Thursday, December 27, 2012

13 Moths In Solitary Confinement In A South African Jail

Dear Langley:

      When I was growing up in the 1950's there was a show on television called Alcoa Theater. Each weel there was a segment about a real person and an extraordinary story. One story always stuck in my mind. It was about a man from a small town in North Carolina. He had been a navigator on a B-29 in World War II. When the Korean War came in 1950 he was called back to duty. On a bombing mission over North Korea, his plane was shot down. He had the bad luck to be captured by the North Koreans. This man was not a Rambo or a military hero. He was just a man from a small town with good values and a profound sense of the truth and right and wrong.

       The North Koreans demanded that he sign a statement admitting that he had been dropping poison gas on North Korea. He declined to sign such a statement because it just was not the truth. He was subject to brutal torture and he did not break and sign the untrue statement. Finally the North Koreans loaded him onto a military truck . He was surrounded by armed soldiers. The truck drove away from the POW camp. It stopped in a remote area. He was given a shovel and ordered to dig a hole 6 feet deep to the dimensions of a grave. He dug such a hole. He was then ordered to get into the hole. He was given one last chance to sign the confession. He was told that if he refused to sign the confession he would be shot dead. The North Carolina man again declined to sign the statement. He lowered his head and started to pray. He held his hands together. The North Korean soldiers pointed their AK-47's at him. The North Korean officer in charge gave the loud command to fire. All that was heard afterwards was a bunch of clicks. None of the rifles had bullets in them.

    He was then taken back to the POW camp and put in solitary confinement. He was forced to sleep on a straw mattress. His toilet was a hole in the center of the floor. The cell was not heated. North Korea can be frigid in winters with temperatures dropping to -50 Fahrenheit. You can imagine what his diet was like. Most men subject to this treatment either died or they came out after some months looking like Albert Einstein in his old age and mad.

    The man from North Carolina survived 18 months of this inhumane treatment. He did it using an amazing mental strategy. Back home in North Carolina he owned a plot of land. He had in his mind a dream home that he wanted to build on the plot of land.

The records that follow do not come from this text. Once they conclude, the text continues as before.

//! Dense matrices with paired value and gradient storage.
//!
//! Every tensor in this crate is a small row-major matrix of `f32`
//! carrying two buffers of identical length:
//!
//! - `w`: the values
//! - `dw`: the accumulated gradient with respect to those values
//!
//! Parameter matrices live in the [`Model`](crate::model::Model) and are
//! updated by the solver from their `dw` buffers; intermediate activation
//! matrices live in the computation graph for the duration of one
//! forward/backward walk. Column vectors are represented as `rows x 1`
//! matrices.
//!
//! # Memory Layout
//!
//! For shape `[rows, cols]`, element `(i, j)` lives at `w[i * cols + j]`.

use rand::Rng;
use rand_distr::{Distribution, Normal};
use serde::{Deserialize, Serialize};

/// A row-major `f32` matrix with a gradient buffer of the same shape.
#[derive(Clone, Debug, PartialEq, Serialize, Deserialize)]
pub struct Matrix {
    pub rows: usize,
    pub cols: usize,
    /// Values, length `rows * cols`.
    pub w: Vec<f32>,
    /// Gradient accumulator, length `rows * cols`.
    pub dw: Vec<f32>,
}

impl Matrix {
    /// Create a matrix filled with zeros.
    pub fn zeros(rows: usize, cols: usize) -> Self {
        let len = rows * cols;
        Self {
            rows,
            cols,
            w: vec![0.0; len],
            dw: vec![0.0; len],
        }
    }

    /// Create a matrix from existing values, with a zeroed gradient.
    ///
    /// # Panics
    ///
    /// Panics if `data.len() != rows * cols`.
    pub fn with_data(rows: usize, cols: usize, data: Vec<f32>) -> Self {
        assert_eq!(
            data.len(),
            rows * cols,
            "data length {} does not match shape [{}, {}]",
            data.len(),
            rows,
            cols
        );
        let len = data.len();
        Self {
            rows,
            cols,
            w: data,
            dw: vec![0.0; len],
        }
    }

    /// Create a column vector from existing values.
    pub fn column(data: Vec<f32>) -> Self {
        let rows = data.len();
        Self::with_data(rows, 1, data)
    }

    /// Create a matrix with values drawn from `N(0, std)`.
    pub fn randn(rows: usize, cols: usize, std: f32, rng: &mut impl Rng) -> Self {
        let normal = Normal::new(0.0, std).unwrap();
        let data = (0..rows * cols).map(|_| normal.sample(rng)).collect();
        Self::with_data(rows, cols, data)
    }

    /// Number of elements.
    pub fn len(&self) -> usize {
        self.w.len()
    }

    pub fn is_empty(&self) -> bool {
        self.w.is_empty()
    }

    /// Reset the gradient buffer to zero.
    pub fn zero_grad(&mut self) {
        for g in self.dw.iter_mut() {
            *g = 0.0;
        }
    }

    /// Whether a deserialized matrix is internally consistent: non-empty
    /// shape, and both buffers of length `rows * cols` holding finite
    /// values.
    pub fn is_consistent(&self) -> bool {
        self.rows > 0
            && self.cols > 0
            && self.w.len() == self.rows * self.cols
            && self.dw.len() == self.w.len()
            && self.w.iter().all(|v| v.is_finite())
    }
}

#[cfg(test)]
mod tests {
    use super::*;
    use rand::rngs::StdRng;
    use rand::SeedableRng;

    #[test]
    fn zeros_has_matching_buffers() {
        let m = Matrix::zeros(3, 4);
        assert_eq!(m.len(), 12);
        assert_eq!(m.dw.len(), 12);
        assert!(m.w.iter().all(|&v| v == 0.0));
        assert!(m.is_consistent());
    }

    #[test]
    fn randn_fills_every_element() {
        let mut rng = StdRng::seed_from_u64(1);
        let m = Matrix::randn(5, 7, 0.08, &mut rng);
        assert_eq!(m.len(), 35);
        assert!(m.w.iter().any(|&v| v != 0.0));
        assert!(m.is_consistent());
    }

    #[test]
    fn column_is_single_column() {
        let m = Matrix::column(vec![1.0, 2.0, 3.0]);
        assert_eq!((m.rows, m.cols), (3, 1));
    }

    #[test]
    fn inconsistent_shapes_are_detected() {
        let mut m = Matrix::zeros(2, 2);
        m.w.pop();
        assert!(!m.is_consistent());
    }

    #[test]
    #[should_panic]
    fn with_data_rejects_bad_length() {
        Matrix::with_data(2, 2, vec![0.0; 3]);
    }
}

Each morning when he got up in his cell, he transported himself back to North Carolina and worked on his dream house.

   When he was released from solitary after 18 months he was thin and weak. But his hair was still brown and he was sane. He went around to each North Korean soldier and shook their hands. He told each of them that he forgave them and had no bitterness in his heart.

   I always remembered this story but doubted that I would ever have to use this man's survival skills. In 1991 I got into a dispute with the auto leasing company Stannic (Part of standard Bank of South Africa.) My 5 Series BMW was repossessed and sold. No false insurance claim of a theft was ever presented. No effort was ever made to sell the car and not pay the lien. A South African policeman investigating the matter looked at me with bewilderment. He more or less said that he did not understand why he was talking to me because my dispute with Stannic had been a civil matter.. The only complaint was that I had taken the vehicle out of the country without getting the permission of the lender. He told me that he had been ordered to arrest me for auto theft.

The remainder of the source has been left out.